The Richmond County Courthouse is a 1919 municipal courthouse in the civic center of St. George on Staten Island in New York City. It serves Richmond County, which is coextensive with the borough of Staten Island. The neoclassical style courthouse is on Richmond Terrace next to Staten Island's Borough Hall and across the street from the St. George Terminal of the Staten Island Ferry.
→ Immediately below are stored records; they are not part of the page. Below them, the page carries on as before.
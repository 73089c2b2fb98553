// src/progress.rs

//! Percentage progress reporting
//!
//! Long running steps (archive downloads, package removal) report progress as
//! an integer percentage through a plain callback invoked on the caller's
//! thread. The reporter only fires when the percentage goes up, so callers
//! never see repeats or regressions.

/// Percentage reporter wrapping an optional callback
pub struct Progress<'a> {
    sink: Option<&'a mut dyn FnMut(u8)>,
    last: Option<u8>,
}

impl<'a> Progress<'a> {
    pub fn new(sink: &'a mut dyn FnMut(u8)) -> Self {
        Self {
            sink: Some(sink),
            last: None,
        }
    }

    /// Reporter that discards everything
    pub fn silent() -> Self {
        Self {
            sink: None,
            last: None,
        }
    }

    /// Report `done` out of `total` units. A zero total reports nothing.
    pub fn update(&mut self, done: u64, total: u64) {
        if total == 0 {
            return;
        }
        let percent = (done.min(total) * 100 / total) as u8;
        self.set(percent);
    }

    /// Report an absolute percentage, clamped to 100
    pub fn set(&mut self, percent: u8) {
        let percent = percent.min(100);
        if self.last.is_some_and(|last| percent <= last) {
            return;
        }
        self.last = Some(percent);
        if let Some(sink) = self.sink.as_mut() {
            sink(percent);
        }
    }

    pub fn finish(&mut self) {
        self.set(100);
    }

    /// Last percentage reported, if any
    pub fn last(&self) -> Option<u8> {
        self.last
    }
}

impl Default for Progress<'_> {
    fn default() -> Self {
        Self::silent()
    }
}
// src/packages/deb.rs

//! Debian binary archive reader
//!
//! A .deb is an AR archive holding `debian-binary`, a `control.tar.*` member
//! with the control stanza, and a `data.tar.*` member with the filesystem
//! payload. Both tar members are streamed straight out of the AR member; the
//! archive is reopened for each member so that the control data can be parsed
//! fully before the payload is touched, whatever the member order.

use crate::error::{Error, Result};
use crate::packages::control::Package;
use flate2::read::GzDecoder;
use std::fs::File;
use std::io::Read;
use std::path::{Component, Path, PathBuf};
use tar::{Archive, EntryType};
use tracing::debug;
use xz2::read::XzDecoder;

/// AR global header
const AR_MAGIC: &[u8; 8] = b"!<arch>\n";

const CONTROL_MEMBER: &str = "control.tar";
const DATA_MEMBER: &str = "data.tar";

/// Compression applied to a tar member
#[derive(Debug, Clone, Copy, PartialEq, Eq)]
pub enum Compression {
    Gzip,
    Xz,
    Zstd,
    None,
}

impl Compression {
    /// Detect compression from an AR member name such as `data.tar.gz`
    pub fn from_member_name(name: &str) -> Result<Self> {
        if name.ends_with(".tar.gz") {
            Ok(Self::Gzip)
        } else if name.ends_with(".tar.xz") {
            Ok(Self::Xz)
        } else if name.ends_with(".tar.zst") {
            Ok(Self::Zstd)
        } else if name.ends_with(".tar") {
            Ok(Self::None)
        } else {
            Err(Error::ArchiveError(format!(
                "Unsupported archive member compression: {}",
                name
            )))
        }
    }

    /// Wrap a reader in the matching decoder
    fn decoder<'r, R: Read + 'r>(self, reader: R) -> Result<Box<dyn Read + 'r>> {
        Ok(match self {
            Self::Gzip => Box::new(GzDecoder::new(reader)),
            Self::Xz => Box::new(XzDecoder::new(reader)),
            Self::Zstd => Box::new(zstd::Decoder::new(reader).map_err(|e| {
                Error::ArchiveError(format!("Failed to create zstd decoder: {}", e))
            })?),
            Self::None => Box::new(reader),
        })
    }
}

/// Kind of a payload entry
#[derive(Debug, Clone, PartialEq, Eq)]
pub enum EntryKind {
    Directory,
    File,
    Symlink(PathBuf),
    /// Devices, fifos, hard links: not materialized
    Unsupported(EntryType),
}

/// One entry of the data member, with its content stream
pub struct PayloadEntry<'a> {
    /// Path relative to the install root, already checked for `..`
    pub path: PathBuf,
    pub kind: EntryKind,
    pub mode: u32,
    /// Declared content length
    pub size: u64,
    pub data: &'a mut dyn Read,
}

/// A .deb archive on disk
#[derive(Debug, Clone)]
pub struct DebArchive {
    path: PathBuf,
}

impl DebArchive {
    /// Open an archive, checking the AR magic
    pub fn open(path: impl AsRef<Path>) -> Result<Self> {
        let path = path.as_ref().to_path_buf();

        let mut file = File::open(&path).map_err(|e| {
            Error::ArchiveError(format!("Failed to open {}: {}", path.display(), e))
        })?;

        let mut magic = [0u8; 8];
        file.read_exact(&mut magic).map_err(|e| {
            Error::ArchiveError(format!("Failed to read header of {}: {}", path.display(), e))
        })?;

        if &magic != AR_MAGIC {
            return Err(Error::ArchiveError(format!(
                "{} is not an AR archive",
                path.display()
            )));
        }

        Ok(Self { path })
    }

    pub fn path(&self) -> &Path {
        &self.path
    }

    /// Raw text of the `control` file from the control member
    pub fn control_text(&self) -> Result<String> {
        self.with_member(CONTROL_MEMBER, |reader| {
            let mut archive = Archive::new(reader);

            for entry in archive
                .entries()
                .map_err(|e| Error::ArchiveError(format!("Failed to read control.tar: {}", e)))?
            {
                let mut entry = entry
                    .map_err(|e| Error::ArchiveError(format!("Failed to read entry: {}", e)))?;

                let entry_path = entry
                    .path()
                    .map_err(|e| Error::ArchiveError(format!("Failed to get entry path: {}", e)))?
                    .into_owned();

                if sanitize_path(&entry_path)?.as_deref() == Some(Path::new("control")) {
                    let mut content = String::new();
                    entry.read_to_string(&mut content).map_err(|e| {
                        Error::ArchiveError(format!("Failed to read control file: {}", e))
                    })?;
                    return Ok(content);
                }
            }

            Err(Error::ArchiveError(
                "Could not find control file in control member".to_string(),
            ))
        })
    }

    /// Parsed control stanza
    pub fn control(&self) -> Result<Package> {
        let text = self.control_text()?;
        Package::parse(&text)
    }

    /// Stream every payload entry to `visit`, in archive order.
    ///
    /// The root entry (`./`) is skipped. Stops at the first error returned by
    /// the archive or by `visit`.
    pub fn for_each_payload_entry<F>(&self, mut visit: F) -> Result<()>
    where
        F: FnMut(PayloadEntry<'_>) -> Result<()>,
    {
        self.with_member(DATA_MEMBER, |reader| {
            let mut archive = Archive::new(reader);

            for entry in archive
                .entries()
                .map_err(|e| Error::ArchiveError(format!("Failed to read data.tar: {}", e)))?
            {
                let mut entry = entry
                    .map_err(|e| Error::ArchiveError(format!("Failed to read entry: {}", e)))?;

                let entry_path = entry
                    .path()
                    .map_err(|e| Error::ArchiveError(format!("Failed to get entry path: {}", e)))?
                    .into_owned();

                let Some(path) = sanitize_path(&entry_path)? else {
                    continue;
                };

                let entry_type = entry.header().entry_type();
                let mode = entry
                    .header()
                    .mode()
                    .map_err(|e| Error::ArchiveError(format!("Failed to get file mode: {}", e)))?;
                let size = entry.size();

                let kind = if entry_type.is_dir() {
                    EntryKind::Directory
                } else if entry_type.is_file() || entry_type == EntryType::Continuous {
                    EntryKind::File
                } else if entry_type.is_symlink() {
                    let target = entry
                        .link_name()
                        .map_err(|e| {
                            Error::ArchiveError(format!("Failed to get link target: {}", e))
                        })?
                        .ok_or_else(|| {
                            Error::ArchiveError(format!(
                                "Symlink {} has no target",
                                path.display()
                            ))
                        })?
                        .into_owned();
                    EntryKind::Symlink(target)
                } else {
                    EntryKind::Unsupported(entry_type)
                };

                visit(PayloadEntry {
                    path,
                    kind,
                    mode,
                    size,
                    data: &mut entry,
                })?;
            }

            Ok(())
        })
    }

    /// Locate the AR member whose name starts with `prefix` and hand its
    /// decompressed stream to `f`
    fn with_member<T, F>(&self, prefix: &str, f: F) -> Result<T>
    where
        F: for<'r> FnOnce(Box<dyn Read + 'r>) -> Result<T>,
    {
        let file = File::open(&self.path).map_err(|e| {
            Error::ArchiveError(format!("Failed to open {}: {}", self.path.display(), e))
        })?;

        let mut archive = ar::Archive::new(file);

        while let Some(entry) = archive.next_entry() {
            let entry =
                entry.map_err(|e| Error::ArchiveError(format!("Failed to read AR entry: {}", e)))?;

            let header = entry.header();
            // GNU ar terminates member names with '/'
            let name = String::from_utf8_lossy(header.identifier())
                .trim_end_matches('/')
                .to_string();

            debug!(
                "AR member {} ({} bytes, mode {:o}, uid {}, gid {}, mtime {})",
                name,
                header.size(),
                header.mode(),
                header.uid(),
                header.gid(),
                header.mtime()
            );

            if name.starts_with(prefix) {
                let compression = Compression::from_member_name(&name)?;
                let reader = compression.decoder(entry)?;
                return f(reader);
            }
        }

        Err(Error::ArchiveError(format!(
            "{} has no {}* member",
            self.path.display(),
            prefix
        )))
    }
}

/// Reduce an archive path to a plain relative path.
///
/// Returns `None` for the archive root. Absolute paths and `..` components are
/// rejected, as are names the one-path-per-line manifest cannot hold: non-UTF-8
/// bytes and line breaks.
pub fn sanitize_path(path: &Path) -> Result<Option<PathBuf>> {
    let mut clean = PathBuf::new();

    for component in path.components() {
        match component {
            Component::CurDir => {}
            Component::Normal(part) => match part.to_str() {
                Some(name) if !name.contains(['\n', '\r']) => clean.push(name),
                _ => {
                    return Err(Error::ArchiveError(format!(
                        "Unsupported file name in archive: {}",
                        path.display()
                    )));
                }
            },
            Component::ParentDir | Component::RootDir | Component::Prefix(_) => {
                return Err(Error::ArchiveError(format!(
                    "Unsafe path in archive: {}",
                    path.display()
                )));
            }
        }
    }

    if clean.as_os_str().is_empty() {
        Ok(None)
    } else {
        Ok(Some(clean))
    }
}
Richmond County Surrogate's Court is located in the building. The building also houses the Matrimonial Parts of State Supreme Court for the state's 13th Judicial District. It housed some other civil parts and the Criminal Parts of that court, as well as the office of its administrative judge, until they moved to a new courthouse at 26 Central Avenue, nearby, which opened on September 28, 2015.

==History==
Construction of the Richmond County Courthouse was begun on December 27, 1913, but was delayed by the advent of World War I. The building finally opened on November 3, 1919, to replace the 1837 Third County Courthouse several miles away.

In 1919 the building housed one Supreme Court justice and one Surrogate who also acted as a justice of City Court, as well as the County Clerk and the District Attorney. County records were placed in the building and a law library was established the following year. The District Attorney moved out in 1979. The County Clerk, with the county records, moved across the street to 130 Stuyvesant Place in 1999, with the law library following in 2000. The Supreme Court, with the exception of the Matrimonial Parts, moved to the new fifth County Courthouse in late 2015.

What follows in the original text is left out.